Although the state is home to numerous varieties of snakes, the Alabama Cooperative Extension System said there are only six venomous snakes native to the state. Those snakes — eastern diamondback rattlesnake, timber rattlesnake, pygmy rattlesnake, copperhead, cottonmouth and coral — can do a great deal of damage with a single bite, so it is important to seek medical attention promptly if bitten by any snake.
To avoid being bitten by a snake, the Alabama Department of Public Health recommends the following:
•When entering any area, use caution.
•Use a stick or some type of rod to move objects slowly and carefully to check for anything hidden behind them.
•If possible, wear boots and heavy gloves when clearing an area and work with someone else.
•Make noise when entering an area to alert snakes to your presence and to cause them to make a sound or movement that will tell you their location.
•Snakes will not usually bite unless cornered, handled or stepped on, and most snakes are not poisonous.
•If you find a snake, it is best to leave it alone. Snakes will return to their own environment away from humans as quickly as they can. Snakes help keep the rodent population down, so it is best not to kill them unless absolutely necessary.
•If you must kill a snake, one of the most effective methods is to use a long-handled hoe to strike it in the back of the snake's head.
•Be sure to warn children to watch out for snakes and not to get close to them. Tell them it is best to back off quickly and quietly from a snake to avoid making it feel threatened.

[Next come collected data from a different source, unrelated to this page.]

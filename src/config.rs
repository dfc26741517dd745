// LFProc - Low-frequency windowed processing for sensor archives
// Copyright (c) 2025 David Martin Venti
//
// Dual-licensed under AGPL-3.0 and Commercial License.
// See LICENSE file for details.

//! Windowed processor configuration.

use serde::{Deserialize, Serialize};
use serde_json::Value;

use crate::error::ConfigError;
use crate::series::ResampleMethod;
use crate::time::secs_to_micros;

/// Parameters of a windowed processing run.
#[derive(Debug, Clone, PartialEq, Serialize, Deserialize)]
#[serde(default)]
pub struct ProcessorConfig {
    /// Output sample interval in seconds.
    pub output_sample_interval: f64,

    /// Output grid points per processed chunk, edge buffers included.
    pub process_patch_size: usize,

    /// Grid points trimmed at each end of a filtered chunk.
    pub edge_buff_size: usize,

    /// Largest discontinuity (seconds) bridged when joining source files.
    pub data_gap_tolerance: f64,

    /// Low-pass cutoff as a fraction of the output Nyquist frequency.
    pub cutoff_ratio: f64,

    /// Placement of filtered samples onto the output grid.
    pub resample_method: ResampleMethod,
}

impl Default for ProcessorConfig {
    fn default() -> Self {
        Self {
            output_sample_interval: 1.0,
            process_patch_size: 100,
            edge_buff_size: 10,
            data_gap_tolerance: 0.0,
            cutoff_ratio: 0.9,
            resample_method: ResampleMethod::Nearest,
        }
    }
}

impl ProcessorConfig {
    /// Keys accepted by [`update`](Self::update)
    pub const KEYS: [&'static str; 6] = [
        "output_sample_interval",
        "process_patch_size",
        "edge_buff_size",
        "data_gap_tolerance",
        "cutoff_ratio",
        "resample_method",
    ];

    pub fn with_output_sample_interval(mut self, secs: f64) -> Self {
        self.output_sample_interval = secs;
        self
    }

    pub fn with_patch_size(mut self, points: usize) -> Self {
        self.process_patch_size = points;
        self
    }

    pub fn with_edge_buffer(mut self, points: usize) -> Self {
        self.edge_buff_size = points;
        self
    }

    pub fn with_gap_tolerance(mut self, secs: f64) -> Self {
        self.data_gap_tolerance = secs;
        self
    }

    pub fn with_cutoff_ratio(mut self, ratio: f64) -> Self {
        self.cutoff_ratio = ratio;
        self
    }

    pub fn with_resample_method(mut self, method: ResampleMethod) -> Self {
        self.resample_method = method;
        self
    }

    /// Output grid step in microseconds
    pub fn output_interval_micros(&self) -> i64 {
        secs_to_micros(self.output_sample_interval)
    }

    /// Gap tolerance in microseconds
    pub fn gap_tolerance_micros(&self) -> i64 {
        secs_to_micros(self.data_gap_tolerance)
    }

    /// Low-pass cutoff in Hz: `cutoff_ratio / (2 * dt)`
    pub fn cutoff_hz(&self) -> f64 {
        self.cutoff_ratio / (2.0 * self.output_sample_interval)
    }

    /// Check value ranges.
    pub fn validate(&self) -> Result<(), ConfigError> {
        if !self.output_sample_interval.is_finite() || self.output_interval_micros() <= 0 {
            return Err(invalid(
                "output_sample_interval",
                format!("must be at least 1us, got {}", self.output_sample_interval),
            ));
        }
        if self.process_patch_size <= 2 * self.edge_buff_size {
            return Err(invalid(
                "process_patch_size",
                format!(
                    "{} leaves nothing between two edge buffers of {}",
                    self.process_patch_size, self.edge_buff_size
                ),
            ));
        }
        if !self.data_gap_tolerance.is_finite() || self.data_gap_tolerance < 0.0 {
            return Err(invalid(
                "data_gap_tolerance",
                format!("must be a non-negative number, got {}", self.data_gap_tolerance),
            ));
        }
        if !(self.cutoff_ratio > 0.0 && self.cutoff_ratio <= 1.0) {
            return Err(invalid(
                "cutoff_ratio",
                format!("must lie in (0, 1], got {}", self.cutoff_ratio),
            ));
        }
        Ok(())
    }

    /// Apply key/value updates.
    ///
    /// Unknown keys are logged and returned; the update itself is all or nothing.
    pub fn update<I, K>(&mut self, pairs: I) -> Result<Vec<String>, ConfigError>
    where
        I: IntoIterator<Item = (K, Value)>,
        K: AsRef<str>,
    {
        let mut next = self.clone();
        let mut unknown = Vec::new();
        for (key, value) in pairs {
            let key = key.as_ref();
            match key {
                "output_sample_interval" => next.output_sample_interval = typed(key, value)?,
                "process_patch_size" => next.process_patch_size = typed(key, value)?,
                "edge_buff_size" => next.edge_buff_size = typed(key, value)?,
                "data_gap_tolerance" => next.data_gap_tolerance = typed(key, value)?,
                "cutoff_ratio" => next.cutoff_ratio = typed(key, value)?,
                "resample_method" => next.resample_method = typed(key, value)?,
                _ => {
                    log::warn!("{key} is not a processor parameter, ignored");
                    unknown.push(key.to_string());
                }
            }
        }
        next.validate()?;
        *self = next;
        Ok(unknown)
    }

    /// Apply updates from a JSON object
    pub fn update_from_json(&mut self, text: &str) -> Result<Vec<String>, ConfigError> {
        let value: Value =
            serde_json::from_str(text).map_err(|e| ConfigError::Malformed(e.to_string()))?;
        let Value::Object(map) = value else {
            return Err(ConfigError::Malformed(
                "expected a JSON object of parameters".to_string(),
            ));
        };
        self.update(map)
    }
}

fn invalid(key: &str, reason: String) -> ConfigError {
    ConfigError::InvalidValue {
        key: key.to_string(),
        reason,
    }
}

fn typed<T: serde::de::DeserializeOwned>(key: &str, value: Value) -> Result<T, ConfigError> {
    serde_json::from_value(value).map_err(|e| invalid(key, e.to_string()))
}
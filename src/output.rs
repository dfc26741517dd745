// LFProc - Low-frequency windowed processing for sensor archives
// Copyright (c) 2025 David Martin Venti
//
// Dual-licensed under AGPL-3.0 and Commercial License.
// See LICENSE file for details.

//! Output directory handling and window file naming
//!
//! Windows are written one file per chunk as
//! `LFDAS_<time_min>_<time_max><ext>`, with both timestamps rendered by
//! [`Timestamp::format_ms`].

use std::path::{Path, PathBuf};

use crate::error::{LfprocError, Result};
use crate::series::TimeSeries;
use crate::time::Timestamp;

/// Prefix of every window file name
pub const WINDOW_PREFIX: &str = "LFDAS_";

/// Strategy for persisting windows
pub trait WindowCodec {
    /// File extension including the leading dot
    fn extension(&self) -> &str;

    /// Write one window to `path`
    fn write(&self, series: &TimeSeries, path: &Path) -> Result<()>;

    /// Read a window previously written by [`write`](Self::write)
    fn read(&self, path: &Path) -> Result<TimeSeries>;
}

/// File name for a window spanning `time_min..time_max`
pub fn window_filename(time_min: Timestamp, time_max: Timestamp, extension: &str) -> String {
    format!(
        "{}{}_{}{}",
        WINDOW_PREFIX,
        time_min.format_ms(),
        time_max.format_ms(),
        extension
    )
}

/// A prepared output directory
#[derive(Debug, Clone, PartialEq, Eq)]
pub struct OutputDir {
    path: PathBuf,
}

impl OutputDir {
    /// Make sure `path` exists as a directory.
    ///
    /// With `delete_existing`, any previous directory and its contents are
    /// removed first.
    pub fn prepare(path: impl Into<PathBuf>, delete_existing: bool) -> Result<Self> {
        let path = path.into();
        if delete_existing && path.is_dir() {
            std::fs::remove_dir_all(&path).map_err(|e| LfprocError::io(&path, e))?;
            log::info!("original {} deleted", path.display());
        }
        if !path.is_dir() {
            std::fs::create_dir_all(&path).map_err(|e| LfprocError::io(&path, e))?;
            log::info!("{} created", path.display());
        }
        Ok(Self { path })
    }

    pub fn path(&self) -> &Path {
        &self.path
    }

    /// Full path of the file holding `series`
    pub fn window_path(&self, series: &TimeSeries, extension: &str) -> PathBuf {
        self.path
            .join(window_filename(series.time_min(), series.time_max(), extension))
    }
}

/// Window files in `dir` with the given extension, sorted by name
pub fn list_window_files(dir: &Path, extension: &str) -> Result<Vec<PathBuf>> {
    let entries = std::fs::read_dir(dir).map_err(|e| LfprocError::io(dir, e))?;
    let mut files = Vec::new();
    for entry in entries {
        let entry = entry.map_err(|e| LfprocError::io(dir, e))?;
        let name = entry.file_name();
        let Some(name) = name.to_str() else {
            continue;
        };
        if name.starts_with(WINDOW_PREFIX) && name.ends_with(extension) && entry.path().is_file() {
            files.push(entry.path());
        }
    }
    files.sort();
    Ok(files)
}

#[cfg(test)]
mod tests {
    use super::*;

    #[test]
    fn test_window_filename() {
        let a = Timestamp::parse("2015-01-01T00:00:10").unwrap();
        let b = Timestamp::parse("2015-01-01T00:01:29.5").unwrap();
        assert_eq!(
            window_filename(a, b, ".lfd"),
            "LFDAS_2015-01-01T000010.000_2015-01-01T000129.500.lfd"
        );
    }

    #[test]
    fn test_prepare_creates_and_resets() {
        let root = tempfile::tempdir().unwrap();
        let out = root.path().join("lf");

        let dir = OutputDir::prepare(&out, false).unwrap();
        assert!(dir.path().is_dir());

        std::fs::write(out.join("LFDAS_old.lfd"), b"x").unwrap();
        OutputDir::prepare(&out, false).unwrap();
        assert!(out.join("LFDAS_old.lfd").exists());

        OutputDir::prepare(&out, true).unwrap();
        assert!(out.is_dir());
        assert!(!out.join("LFDAS_old.lfd").exists());
    }

    #[test]
    fn test_list_window_files_filters_and_sorts() {
        let root = tempfile::tempdir().unwrap();
        for name in ["LFDAS_b.lfd", "LFDAS_a.lfd", "notes.txt", "LFDAS_c.p", "other.lfd"] {
            std::fs::write(root.path().join(name), b"").unwrap();
        }
        let files = list_window_files(root.path(), ".lfd").unwrap();
        let names: Vec<_> = files
            .iter()
            .map(|p| p.file_name().unwrap().to_str().unwrap().to_string())
            .collect();
        assert_eq!(names, ["LFDAS_a.lfd", "LFDAS_b.lfd"]);
    }
}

If bitten, remain as calm as possible, follow these guidelines from the ADPH and seek immediate medical attention:
•Try to stay as calm as possible. The victim should be made to lie still and keep the bitten area still to keep the poison from entering other areas of the body.
•The victim should try to remember what the snake looks like. If someone else can kill the snake, it should be saved for identification by medical personnel.
•If possible, victims should be carried to medical help or have help brought to them. A bite victim should walk only if necessary and then very slowly.
•Symptoms of poisonous snake bites vary, but for rattlesnakes, cottonmouths, and copperheads, symptoms include severe pain, rapid swelling at the wound site, weakness, nausea and vomiting, blurred vision, breathing difficulty, convulsions and shock.
•The symptoms of a coral snake bite differ in that there is slight pain and swelling at the bite site and the victim may experience difficulty in speaking, drooping eyelids, heavy sweating and drooling, drowsiness and paralysis in addition to nausea, blurred vision and vomiting.
•Absence of distinct fang punctures and failure of local pain, swelling, numbness or weakness to appear within 20 minutes are strong evidence against snake venom poisoning.
•If the victim is not breathing, try to restore breathing.
•Unless used properly, tourniquet or snake bite kits may do more harm than good. If you tie anything above the bite area to prevent the spread of the poison, you should be able to slip your finger under what you have used as a tourniquet. If the area under the tourniquet swells, move the tourniquet two to four inches above where you first placed it. If it is a coral snake bite, DO NOT use a tourniquet.
•If you use a snake bite kit, follow the instructions. Do not cut any deeper than the skin or you may damage muscles, nerves or tendons. A rubber bulb, breast pump or heated jar are all preferable to mouth suction, but if other means are not available and the person sucking out the venom has no open mouth sores, mouth suction may be used. Do not swallow the venom — spit it out.
•Never use cold or ice compresses on the victim. The cold may damage the tissue.
•Do not give the victim food or alcoholic beverages. The victim may have small sips of water if he or she is conscious and is able to drink without choking or vomiting.
•Even if the snake bite is believed to be non-poisonous, medical help should be sought and a tetanus shot may be required.